121. Best Time to Buy and Sell Stock

Say you have an array for which the ith element is the price of a given stock on day i.

If you were only permitted to complete at most one transaction (ie, buy one and sell one share of the stock), design an algorithm to find the maximum profit.

Example 1:

Input: [7, 1, 5, 3, 6, 4]
Output: 5
max. difference = 6-1 = 5 (not 7-1 = 6, as selling price needs to be larger than buying price)

Example 2:

Input: [7, 6, 4, 3, 1]
Output: 0
In this case, no transaction is done, i.e. max profit = 0.
含义：假设有一个数组，它的第i个元素是一个给定的股票在第i天的价格。设计一个算法来找到最大的利润。你最多可以完成一次交易。
思路：遍历一次数组，用一个变量记录遍历过数中的最小值，然后每次计算当前值和这个最小值之间的差值做为利润，然后每次选较大的利润来更新。

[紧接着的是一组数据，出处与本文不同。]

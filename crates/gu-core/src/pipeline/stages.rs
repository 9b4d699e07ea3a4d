//! Verify, Backup, Apply and Launch stages.

use super::context::UpdateContext;
use super::plan::{FilePlan, StagedPackage, VERSION_MARKER};
use super::{Next, PipelineError, Stage};
use crate::archive;
use crate::events::{event_names as progress, Phase, ProgressEvent};
use crate::log_event;
use crate::logging::{event_names, Stage as LogStage};
use crate::platform::{LaunchOutcome, LaunchRequest};
use std::fs;

/// Checks every digest, then unpacks the packages into staging.
///
/// Nothing outside the staging area has been touched when this fails.
pub struct VerifyStage;

impl Stage for VerifyStage {
    fn name(&self) -> LogStage {
        LogStage::Verify
    }

    fn run(&self, ctx: &mut UpdateContext<'_>, next: Next<'_>) -> Result<(), PipelineError> {
        for download in &ctx.downloads {
            let matches = ctx
                .strategy
                .verify(&download.path, &download.descriptor.digest)
                .map_err(|e| PipelineError::io(&download.path, e))?;
            if !matches {
                let actual = crate::digest::compute_digest(&download.path)
                    .unwrap_or_else(|_| "unreadable".to_string());
                log_event!(
                    ctx.log,
                    ERROR,
                    event_names::VERIFY_MISMATCH,
                    LogStage::Verify,
                    "digest mismatch",
                    package = download.descriptor.file_name().as_str(),
                    expected = download.descriptor.digest.as_str(),
                    actual = actual.as_str()
                );
                return Err(PipelineError::DigestMismatch {
                    package: download.descriptor.file_name(),
                    expected: download.descriptor.digest.clone(),
                    actual,
                });
            }
        }

        let mut staged = Vec::with_capacity(ctx.downloads.len());
        for download in &ctx.downloads {
            let root = ctx.unpack_dir(&download.descriptor.version);
            archive::decompress(&download.path, &root).map_err(|source| PipelineError::Archive {
                package: download.descriptor.file_name(),
                source,
            })?;
            staged.push(StagedPackage {
                descriptor: download.descriptor.clone(),
                root,
            });
        }
        ctx.staged = staged;

        log_event!(
            ctx.log,
            INFO,
            event_names::VERIFY_FINISHED,
            LogStage::Verify,
            "packages verified",
            packages = ctx.staged.len()
        );
        ctx.emit(progress::VERIFY_COMPLETED, Phase::Verify);
        next.run(ctx)
    }
}

/// Copies every live file the update will touch, then commits that batch.
pub struct BackupStage;

impl Stage for BackupStage {
    fn name(&self) -> LogStage {
        LogStage::Backup
    }

    fn run(&self, ctx: &mut UpdateContext<'_>, next: Next<'_>) -> Result<(), PipelineError> {
        let marker = ctx.staging.join(VERSION_MARKER);
        if let Some(version) = &ctx.target_version {
            fs::create_dir_all(&ctx.staging).map_err(|e| PipelineError::io(&ctx.staging, e))?;
            fs::write(&marker, version).map_err(|e| PipelineError::io(&marker, e))?;
        }
        let drivers = ctx
            .config
            .drivers
            .enabled
            .then(|| (ctx.strategy.drivers(), ctx.config.drivers.directory.as_str()));
        let mut plan = FilePlan::build(
            &ctx.staged,
            marker.exists().then_some(marker.as_path()),
            drivers,
            &ctx.config.files,
        )
        .map_err(|e| PipelineError::io(&ctx.staging, e))?;

        let files = plan.backup_targets(&ctx.install_dir, &ctx.backup_root);
        let driver_backups = if ctx.config.drivers.enabled {
            plan.driver_backups(ctx.strategy.drivers(), &ctx.backup_root)
        } else {
            Vec::new()
        };
        let mut batch = ctx.strategy.backup(&ctx.session_id, &files, &driver_backups);
        ctx.plan = Some(plan);

        if !batch.is_empty() {
            let id = ctx.journal.push(&mut batch)?;
            ctx.batches.push(batch);
            let batch = ctx.batches.last_mut().ok_or_else(|| {
                PipelineError::Internal("backup batch vanished".to_string())
            })?;
            ctx.strategy
                .apply(batch, &ctx.cancel)
                .map_err(|source| PipelineError::Execute {
                    stage: "backup".to_string(),
                    source,
                })?;
            log_event!(
                ctx.log,
                INFO,
                event_names::BACKUP_COMMITTED,
                LogStage::Backup,
                "live files backed up",
                batch = tracing::field::display(id),
                files = files.len(),
                drivers = driver_backups.len()
            );
        }
        ctx.emit_event(
            ProgressEvent::new(progress::BACKUP_COMMITTED, Phase::Backup).with_detail("files", files.len()),
        );
        next.run(ctx)
    }
}

/// Replaces, deletes and registers artifacts in one committed batch.
pub struct ApplyStage;

impl Stage for ApplyStage {
    fn name(&self) -> LogStage {
        LogStage::Apply
    }

    fn run(&self, ctx: &mut UpdateContext<'_>, next: Next<'_>) -> Result<(), PipelineError> {
        let Some(plan) = ctx.plan.as_ref() else {
            return Err(PipelineError::Internal("apply without a plan".to_string()));
        };
        let mut batch = plan.apply_batch(&ctx.session_id, &ctx.install_dir, &ctx.backup_root);
        if batch.is_empty() {
            return next.run(ctx);
        }

        let id = ctx.journal.push(&mut batch)?;
        let operations = batch.len();
        ctx.batches.push(batch);
        ctx.emit(progress::APPLY_COMMITTED, Phase::Apply);

        let batch = ctx
            .batches
            .last_mut()
            .ok_or_else(|| PipelineError::Internal("apply batch vanished".to_string()))?;
        if let Err(source) = ctx.strategy.apply(batch, &ctx.cancel) {
            log_event!(
                ctx.log,
                WARN,
                event_names::APPLY_FAILED,
                LogStage::Apply,
                "apply failed",
                batch = tracing::field::display(id),
                error = tracing::field::display(&source)
            );
            return Err(PipelineError::Execute {
                stage: "apply".to_string(),
                source,
            });
        }

        log_event!(
            ctx.log,
            INFO,
            event_names::APPLY_COMMITTED,
            LogStage::Apply,
            "update applied",
            batch = tracing::field::display(id),
            operations = operations
        );
        ctx.emit_event(
            ProgressEvent::new(progress::INSTALLATION_COMPLETED, Phase::Apply)
                .with_detail("version", &ctx.target_version),
        );
        next.run(ctx)
    }
}

/// Starts the updated executable; supervision is the watchdog's job.
pub struct LaunchStage;

impl Stage for LaunchStage {
    fn name(&self) -> LogStage {
        LogStage::Launch
    }

    fn run(&self, ctx: &mut UpdateContext<'_>, next: Next<'_>) -> Result<(), PipelineError> {
        if !ctx.launch {
            return next.run(ctx);
        }
        let app = &ctx.config.app;
        let request = LaunchRequest {
            executable: ctx
                .strategy
                .executable_path(&ctx.install_dir, std::path::Path::new(&app.main_executable)),
            args: app.launch_args.clone(),
            working_dir: ctx.install_dir.clone(),
            launch_script: app.launch_script.clone(),
            output_dir: Some(
                ctx.config
                    .diagnostics_dir()
                    .join(ctx.target_id.as_str())
                    .join("output"),
            ),
        };
        log_event!(
            ctx.log,
            INFO,
            event_names::LAUNCH_STARTED,
            LogStage::Launch,
            "launching updated target",
            executable = tracing::field::display(request.executable.display())
        );

        match ctx.strategy.launch(&request) {
            Ok(LaunchOutcome::Started(handle)) => {
                ctx.emit_event(
                    ProgressEvent::new(progress::LAUNCH_COMPLETED, Phase::Launch).with_detail("pid", handle.pid),
                );
                ctx.launched = Some(handle);
            }
            Ok(LaunchOutcome::Deferred) => {
                ctx.emit_event(
                    ProgressEvent::new(progress::LAUNCH_COMPLETED, Phase::Launch).with_detail("deferred", true),
                );
            }
            Err(e) => {
                log_event!(
                    ctx.log,
                    ERROR,
                    event_names::LAUNCH_FAILED,
                    LogStage::Launch,
                    "launch failed",
                    error = tracing::field::display(&e)
                );
                return Err(PipelineError::Launch(e));
            }
        }
        next.run(ctx)
    }
}
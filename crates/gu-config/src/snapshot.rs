//! Configuration snapshots.
//!
//! A snapshot captures the configuration a session ran with; it is printed
//! by `config show` and stored inside crash diagnostics.

use chrono::{DateTime, Utc};
use serde::{Deserialize, Serialize};

use crate::resolve::LoadedConfig;

/// A frozen snapshot of configuration state.
#[derive(Debug, Clone, Serialize, Deserialize)]
pub struct ConfigSnapshot {
    /// When this snapshot was taken.
    pub timestamp: DateTime<Utc>,

    /// Schema version of the configuration.
    pub schema_version: String,

    /// Path the configuration was loaded from.
    #[serde(default)]
    pub config_path: Option<String>,

    /// Where the configuration was found.
    pub config_source: String,

    /// SHA-256 of the configuration file content.
    #[serde(default)]
    pub config_hash: Option<String>,

    /// Key configuration values for quick reference.
    pub summary: ConfigSummary,
}

/// Summary of key configuration values.
#[derive(Debug, Clone, Serialize, Deserialize)]
pub struct ConfigSummary {
    pub app_name: String,
    pub current_version: String,
    pub install_dir: String,
    pub state_dir: String,
    pub source_kind: String,
    pub fetch_workers: usize,
    pub watchdog_enabled: bool,
    pub drivers_enabled: bool,
}

impl ConfigSnapshot {
    /// Snapshot a loaded configuration.
    pub fn from_loaded(loaded: &LoadedConfig) -> Self {
        let cfg = &loaded.config;
        Self {
            timestamp: Utc::now(),
            schema_version: cfg.schema_version.clone(),
            config_path: loaded.path.as_ref().map(|p| p.display().to_string()),
            config_source: loaded.source.to_string(),
            config_hash: loaded.hash.clone(),
            summary: ConfigSummary {
                app_name: cfg.app.name.clone(),
                current_version: cfg.app.current_version.clone(),
                install_dir: cfg.paths.install_dir.display().to_string(),
                state_dir: cfg.state_dir().display().to_string(),
                source_kind: cfg.source.kind().to_string(),
                fetch_workers: cfg.fetch.workers,
                watchdog_enabled: cfg.watchdog.enabled,
                drivers_enabled: cfg.drivers.enabled,
            },
        }
    }
}

#[cfg(test)]
mod tests {
    use super::*;
    use crate::resolve::ConfigSource;
    use crate::UpdaterConfig;

    #[test]
    fn test_snapshot_of_defaults() {
        let loaded = LoadedConfig {
            config: UpdaterConfig::default(),
            path: None,
            source: ConfigSource::BuiltinDefault,
            hash: None,
        };
        let snap = ConfigSnapshot::from_loaded(&loaded);
        assert_eq!(snap.config_source, "builtin default");
        assert_eq!(snap.summary.source_kind, "directory");
        assert!(snap.config_hash.is_none());

        let json = serde_json::to_string(&snap).unwrap();
        assert!(json.contains(r#""fetch_workers":4"#));
    }
}
//! General Update common types, IDs, and errors.
//!
//! This crate provides foundational types shared across the updater crates:
//! - Target, session, and batch identifiers
//! - The failure taxonomy used to classify every update/restore error
//! - The unified CLI-facing error type with stable codes
//! - Output format specifications

pub mod error;
pub mod id;
pub mod output;

pub use error::{Error, ErrorCategory, FailureClass, Result, StructuredError, SuggestedAction};
pub use id::{BatchId, SessionId, TargetId};
pub use output::OutputFormat;

/// Schema version stamped into every persisted state document.
pub const STATE_SCHEMA_VERSION: &str = "1.0.0";
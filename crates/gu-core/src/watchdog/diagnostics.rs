//! Crash diagnostics bundle.

use super::MonitorSession;
use crate::journal::Journal;
use crate::recovery::ExitReason;
use crate::store::StateStore;
use gu_bundle::DumpWriter;
use std::fs::File;
use std::io::{Read, Seek, SeekFrom};
use std::path::{Path, PathBuf};

/// Last `limit` bytes of a log file; empty when unreadable.
pub(crate) fn tail(path: &Path, limit: usize) -> Vec<u8> {
    let Ok(mut file) = File::open(path) else {
        return Vec::new();
    };
    let len = file.metadata().map(|m| m.len()).unwrap_or(0);
    let start = len.saturating_sub(limit as u64);
    if file.seek(SeekFrom::Start(start)).is_err() {
        return Vec::new();
    }
    let mut buf = Vec::with_capacity((len - start) as usize);
    let _ = file.read_to_end(&mut buf);
    buf
}

/// Write `<dump_path>`: session, exit reason, journal, output tails.
pub(crate) fn write_dump(
    store: &StateStore,
    session: &MonitorSession,
    reason: &ExitReason,
    capture_bytes: usize,
) -> gu_bundle::Result<PathBuf> {
    let mut dump = DumpWriter::new(session.target_id.as_str(), crate::logging::get_host_id())
        .updater_version(crate::VERSION)
        .summary(format!("{}: {}", session.target_id, reason));

    dump.session(session)?;
    dump.exit(reason)?;
    match Journal::open(store, &session.target_id) {
        Ok(journal) => {
            if let Some(id) = &journal.snapshot().session_id {
                dump = dump.session_id(id.as_str());
            }
            dump.journal(journal.snapshot())?;
        }
        Err(e) => dump.note("journal.error.txt", e.to_string().into_bytes())?,
    }
    for (stream, path) in [("stdout", &session.stdout_log), ("stderr", &session.stderr_log)] {
        if let Some(path) = path {
            dump.log(stream, tail(path, capture_bytes))?;
        }
    }

    dump.write(&session.dump_path)?;
    Ok(session.dump_path.clone())
}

当遍历完成后当前利润即为所求，代码如下：

public class Solution {
    public int maxProfit(int[] prices) {
        int res = 0, buy = Integer.MAX_VALUE;
        for (int price : prices) {
            buy = Math.min(buy, price);
            res = Math.max(res, price - buy);
        }
        return res;
    }
}

 类似于53. Maximum Subarray